El príncipe que guía a Marruecos
Ounahi fue la gran figura del partido. Con apenas 20 años, mostró una madurez sorprendente y dejó dos goles que desequilibraron el duelo. Su actuación recordó al futbolista que deslumbró en Qatar 2022, pero ahora con más templanza y capacidad de liderazgo. El mediocampista se ha consolidado como el motor creativo de Marruecos y el símbolo de una generación que no teme a los grandes escenarios.
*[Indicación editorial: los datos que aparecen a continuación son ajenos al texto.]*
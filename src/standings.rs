use std::cmp::Ordering;
use std::collections::HashMap;

use tracing::{debug, info};

use crate::model::{
    FixturesByRound, Perspective, RoundTable, RoundTables, StandingsSeries, TeamRecord,
    TeamStanding,
};

#[derive(Debug, Clone)]
pub struct StandingsOutcome {
    pub series: StandingsSeries,
    /// Fixtures left out of accumulation because their score was missing or unparseable.
    pub skipped_fixtures: usize,
}

#[derive(Debug, Clone, Copy, Default)]
struct Tally {
    won: u32,
    drawn: u32,
    lost: u32,
    goals_for: u32,
    goals_against: u32,
}

impl Tally {
    fn record(&mut self, scored: u32, conceded: u32) {
        self.goals_for += scored;
        self.goals_against += conceded;
        match scored.cmp(&conceded) {
            Ordering::Greater => self.won += 1,
            Ordering::Equal => self.drawn += 1,
            Ordering::Less => self.lost += 1,
        }
    }
}

/// Teams in a fixed order (roster first, then unknown codes as they appear) with one tally per
/// perspective. The order is the final tie-break key.
struct Ledger {
    codes: Vec<String>,
    names: Vec<String>,
    index: HashMap<String, usize>,
    tallies: [Vec<Tally>; 3],
}

impl Ledger {
    fn seeded(roster: &[TeamRecord]) -> Self {
        let mut ledger = Ledger {
            codes: Vec::with_capacity(roster.len()),
            names: Vec::with_capacity(roster.len()),
            index: HashMap::with_capacity(roster.len()),
            tallies: [Vec::new(), Vec::new(), Vec::new()],
        };
        for team in roster {
            ledger.slot(&team.code, team.display_name());
        }
        ledger
    }

    fn slot(&mut self, code: &str, name: &str) -> usize {
        if let Some(&idx) = self.index.get(code) {
            return idx;
        }
        let idx = self.codes.len();
        self.codes.push(code.to_string());
        self.names.push(name.to_string());
        self.index.insert(code.to_string(), idx);
        for tally in &mut self.tallies {
            tally.push(Tally::default());
        }
        idx
    }

    fn tally_mut(&mut self, perspective: Perspective, idx: usize) -> &mut Tally {
        &mut self.tallies[perspective.index()][idx]
    }

    fn snapshot(&self, round: u32, perspective: Perspective) -> RoundTable {
        let entries = self.tallies[perspective.index()]
            .iter()
            .enumerate()
            .map(|(idx, tally)| {
                let mut entry = TeamStanding::new(&self.codes[idx], &self.names[idx]);
                entry.won = tally.won;
                entry.drawn = tally.drawn;
                entry.lost = tally.lost;
                entry.goals_for = tally.goals_for;
                entry.goals_against = tally.goals_against;
                entry.refresh_derived();
                entry
            })
            .collect();
        ranked_table(round, perspective, entries)
    }
}

/// Table order: points, then goal difference, then goals scored, all descending.
pub fn compare_standing(a: &TeamStanding, b: &TeamStanding) -> Ordering {
    b.points
        .cmp(&a.points)
        .then(b.goal_diff.cmp(&a.goal_diff))
        .then(b.goals_for.cmp(&a.goals_for))
}

/// Sorts with [`compare_standing`] and assigns 1-based ranks. The sort is stable, so exact ties
/// keep the incoming order.
pub fn rank_entries(entries: &mut [TeamStanding]) {
    entries.sort_by(compare_standing);
    for (idx, entry) in entries.iter_mut().enumerate() {
        entry.rank = idx as u32 + 1;
    }
}

pub fn ranked_table(round: u32, perspective: Perspective, mut entries: Vec<TeamStanding>) -> RoundTable {
    rank_entries(&mut entries);
    RoundTable {
        round,
        perspective,
        entries,
    }
}

pub fn compute_standings(fixtures: &FixturesByRound, roster: &[TeamRecord]) -> StandingsOutcome {
    let mut ledger = Ledger::seeded(roster);
    let mut series = StandingsSeries::new();
    let mut skipped_fixtures = 0usize;

    for (&round, round_fixtures) in fixtures {
        for fixture in round_fixtures {
            let Some((home_goals, away_goals)) = fixture.goals() else {
                skipped_fixtures += 1;
                continue;
            };
            let home = ledger.slot(&fixture.home_code, &fixture.home_code);
            let away = ledger.slot(&fixture.away_code, &fixture.away_code);

            ledger
                .tally_mut(Perspective::Aggregate, home)
                .record(home_goals, away_goals);
            ledger
                .tally_mut(Perspective::Aggregate, away)
                .record(away_goals, home_goals);
            ledger
                .tally_mut(Perspective::Home, home)
                .record(home_goals, away_goals);
            ledger
                .tally_mut(Perspective::Away, away)
                .record(away_goals, home_goals);
        }

        series.insert(
            round,
            RoundTables::build(|perspective| ledger.snapshot(round, perspective)),
        );
        debug!(round, teams = ledger.codes.len(), "round snapshot taken");
    }

    info!(
        rounds = series.len(),
        teams = ledger.codes.len(),
        skipped_fixtures,
        "computed standings"
    );
    StandingsOutcome {
        series,
        skipped_fixtures,
    }
}
use thiserror::Error;

use crate::literal::LiteralError;

/// Failure taxonomy for one crawl task. Every variant except `DetailParse` is fatal for the task
/// that raised it; a detail failure only costs that match its detail row. Recoverable conditions
/// (short roster tuples, unscored fixtures) never surface here.
#[derive(Debug, Error)]
pub enum CrawlError {
    #[error("network error for {url}: {detail}")]
    Network { url: String, detail: String },

    #[error("feed reference not found in page {url}")]
    LocatorNotFound { url: String },

    #[error("rate limited by {url} after {attempts} attempts")]
    RateLimited { url: String, attempts: u32 },

    #[error("round {round} could not be decoded: {source}")]
    StructuredParse {
        round: u32,
        #[source]
        source: LiteralError,
    },

    #[error("team roster could not be decoded: {0}")]
    RosterParse(#[source] LiteralError),

    #[error("unknown competition format {0:?}")]
    UnknownFormat(String),

    #[error("task {task_id} needs a secondary url for a two-stage competition")]
    MissingSecondaryUrl { task_id: i64 },

    #[error("analysis page of match {match_id} has no {field}")]
    DetailParse { match_id: i64, field: &'static str },

    #[error("persistence failed: {0:#}")]
    Persistence(anyhow::Error),
}

impl CrawlError {
    pub fn network(url: &str, detail: impl ToString) -> Self {
        Self::Network {
            url: url.to_string(),
            detail: detail.to_string(),
        }
    }

    /// Short stable label used in run logs.
    pub fn kind(&self) -> &'static str {
        match self {
            Self::Network { .. } => "network",
            Self::LocatorNotFound { .. } => "locator_not_found",
            Self::RateLimited { .. } => "rate_limited",
            Self::StructuredParse { .. } => "structured_parse",
            Self::RosterParse(_) => "roster_parse",
            Self::UnknownFormat(_) => "unknown_format",
            Self::MissingSecondaryUrl { .. } => "missing_secondary_url",
            Self::DetailParse { .. } => "detail_parse",
            Self::Persistence(_) => "persistence",
        }
    }
}
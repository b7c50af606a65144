use std::path::PathBuf;
use std::sync::atomic::AtomicBool;
use std::time::Duration;

use anyhow::{Context, Result, anyhow};

use league_standings::cli::{arg_value, has_flag};
use league_standings::config::CrawlConfig;
use league_standings::fetch::{RetryPolicy, SourceFetcher};
use league_standings::logging::init_logging;
use league_standings::match_detail::DetailSettings;
use league_standings::merge::NormalizedNameMatcher;
use league_standings::pipeline::{BatchReport, Crawler};
use league_standings::store::SqliteStore;
use league_standings::task::load_tasks;

const USAGE: &str = "usage: league_standings --tasks <tasks.json> [--db <path>] [--only <id,id>] [--failures-out <path>] [--normalized-names] [--match-details]";

fn main() -> Result<()> {
    let _ = dotenvy::from_filename(".env.local");
    let _ = dotenvy::from_filename(".env");
    init_logging();

    let args = std::env::args().skip(1).collect::<Vec<_>>();
    let tasks_path = arg_value(&args, "--tasks")
        .map(PathBuf::from)
        .ok_or_else(|| anyhow!("missing --tasks\n{USAGE}"))?;

    let cfg = CrawlConfig::from_env();
    let db_path = arg_value(&args, "--db")
        .map(PathBuf::from)
        .unwrap_or_else(|| cfg.db_path.clone());

    let mut tasks = load_tasks(&tasks_path)?;
    if let Some(only) = arg_value(&args, "--only") {
        let ids = parse_id_list(&only)?;
        tasks.retain(|t| ids.contains(&t.task_id));
    }
    if tasks.is_empty() {
        return Err(anyhow!("no tasks selected from {}", tasks_path.display()));
    }

    let mut store = SqliteStore::open(&db_path)?;
    let fetcher = SourceFetcher::http(RetryPolicy::from_config(&cfg));
    let mut crawler =
        Crawler::new(fetcher).with_task_delay(Duration::from_secs_f64(cfg.task_delay_secs));
    if has_flag(&args, "--normalized-names") {
        crawler = crawler.with_matcher(NormalizedNameMatcher);
    }
    let match_details = cfg.match_details || has_flag(&args, "--match-details");
    if match_details {
        crawler = crawler.with_match_details(DetailSettings::from_config(&cfg));
    }

    let cancel = AtomicBool::new(false);
    let report = crawler.run_batch(&tasks, &mut store, &cancel, |progress| {
        if progress.current < progress.total {
            println!("[{}/{}] {}", progress.current + 1, progress.total, progress.message);
        }
    });

    print_summary(&report, &db_path, match_details);
    if let Some(out) = arg_value(&args, "--failures-out")
        && !report.failures.is_empty()
    {
        let json = serde_json::to_string_pretty(&report.failures)
            .context("serialize failure list")?;
        std::fs::write(&out, json).with_context(|| format!("write failure list {out}"))?;
        println!("Failure list written to {out}");
    }
    Ok(())
}

fn print_summary(report: &BatchReport, db_path: &std::path::Path, match_details: bool) {
    println!("Crawl complete");
    println!("DB: {}", db_path.display());
    println!(
        "Tasks: {}/{} succeeded{}",
        report.succeeded,
        report.total,
        if report.cancelled { " (cancelled)" } else { "" }
    );
    if match_details {
        let details = &report.match_details;
        println!(
            "Match details: {} saved, {} already stored, {} failed",
            details.saved, details.already_stored, details.failed
        );
    }
    if !report.failures.is_empty() {
        println!("Failures: {}", report.failures.len());
        for failure in &report.failures {
            println!(
                "  - [{}] {} ({}): {}",
                failure.task_id, failure.label, failure.error_kind, failure.error
            );
        }
    }
}

fn parse_id_list(raw: &str) -> Result<Vec<i64>> {
    raw.split(',')
        .map(str::trim)
        .filter(|s| !s.is_empty())
        .map(|s| s.parse::<i64>().with_context(|| format!("invalid task id {s:?}")))
        .collect()
}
Marruecos supera las bajas y mantiene el control
El equipo de Ouahbi afrontó el partido con bajas importantes: Abde no pudo estar en el torneo y Saibari salió lesionado al inicio. Sin embargo, la solidez de Bono en portería y la brillantez de Ounahi en ataque permitieron que Marruecos mantuviera el control. Canadá intentó incomodar en los primeros minutos, pero rápidamente se vio superado por la disciplina táctica y la intensidad marroquí.
Sentencia en la segunda parte con Brahim como asistente
Nada más comenzar el segundo tiempo, Ounahi abrió el marcador con un remate preciso. En el minuto 81 volvió a aparecer para firmar su doblete y dejar el partido prácticamente sentenciado. Ya en el descuento, Soufiane Rahimi cerró la cuenta con un gol que desató la fiesta marroquí.
El aporte de Brahim Díaz fue fundamental: el jugador del Real Madrid dio dos asistencias y ya suma cuatro en el torneo, confirmando su papel clave en el ataque de los Leones del Atlas.
Bono, guardián histórico bajo los palos
El guardameta marroquí volvió a ser decisivo. Con intervenciones seguras y reflejos felinos, Bono mantuvo la portería a cero y se consolidó como uno de los mejores porteros del siglo XXI. Su rendimiento lo coloca a la altura de las grandes leyendas africanas y lo convierte en un seguro de vida para Marruecos en cada partido.
Marruecos demuestra que es un equipo de élite
La victoria ante Canadá confirma que Marruecos es un equipo capaz de superar adversidades y competir al máximo nivel. Con jugadores nacidos en Europa pero orgullosos de representar a sus raíces, la selección africana ha formado un bloque unido y competitivo. La disciplina táctica, la garra y el talento individual hacen de los Leones del Atlas un rival temible.
Superioridad marroquí reflejada en números
Marruecos dominó con un 55,4% de posesión, completó 472 pases y generó cuatro remates a puerta. Canadá apenas inquietó a Bono y mostró un bajo volumen ofensivo. La efectividad marroquí fue clave: Ounahi firmó su doblete en los minutos 49 y 81, mientras Rahimi cerró el marcador en el 97.
Marruecos se cita con Suiza en cuartos
Con esta victoria, Marruecos avanza a los cuartos de final, donde enfrentará a Suiza. La selección africana llega con moral alta y sueña con repetir la hazaña de Qatar 2022, cuando alcanzó las semifinales. El proyecto de Ouahbi se consolida y la ilusión crece en todo el continente.
Ounahi y los Leones del Atlas sueñan en grande
Marruecos tiene un príncipe que juega al fútbol como los ángeles. Azz-Eddine Ounahi se ha convertido en el símbolo de una selección que combina talento individual y trabajo colectivo. Con Bono como guardián, Brahim como asistente y Rahimi como goleador, los Leones del Atlas sueñan con seguir escribiendo páginas doradas en el Mundial 2026. La afición marroquí celebra con orgullo y esperanza, convencida de que este equipo puede llegar aún más lejos.